BEGIN DATA FOR THIS EXERCISE

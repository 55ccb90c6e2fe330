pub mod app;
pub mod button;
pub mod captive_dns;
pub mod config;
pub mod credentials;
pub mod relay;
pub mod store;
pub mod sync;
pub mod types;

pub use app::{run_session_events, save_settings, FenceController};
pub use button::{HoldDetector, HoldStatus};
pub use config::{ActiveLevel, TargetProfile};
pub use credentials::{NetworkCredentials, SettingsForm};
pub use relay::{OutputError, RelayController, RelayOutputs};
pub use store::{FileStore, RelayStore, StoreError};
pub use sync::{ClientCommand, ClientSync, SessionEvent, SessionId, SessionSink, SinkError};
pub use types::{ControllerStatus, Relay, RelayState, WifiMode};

END DATA FOR THIS EXERCISE

◆ WORK ORDER: Line by line, reproduce the data above exactly.

◆ TASK RESPONSE:
repository 55ccb90c6e2fe330
pub mod app;
pub mod button;
pub mod captive_dns;
pub mod config;
pub mod credentials;
pub mod relay;
pub mod store;
pub mod sync;
pub mod types;

pub use app::{run_session_events, save_settings, FenceController};
pub use button::{HoldDetector, HoldStatus};
pub use config::{ActiveLevel, TargetProfile};
pub use credentials::{NetworkCredentials, SettingsForm};
pub use relay::{OutputError, RelayController, RelayOutputs};
pub use store::{FileStore, RelayStore, StoreError};
pub use sync::{ClientCommand, ClientSync, SessionEvent, SessionId, SessionSink, SinkError};
pub use types::{ControllerStatus, Relay, RelayState, WifiMode};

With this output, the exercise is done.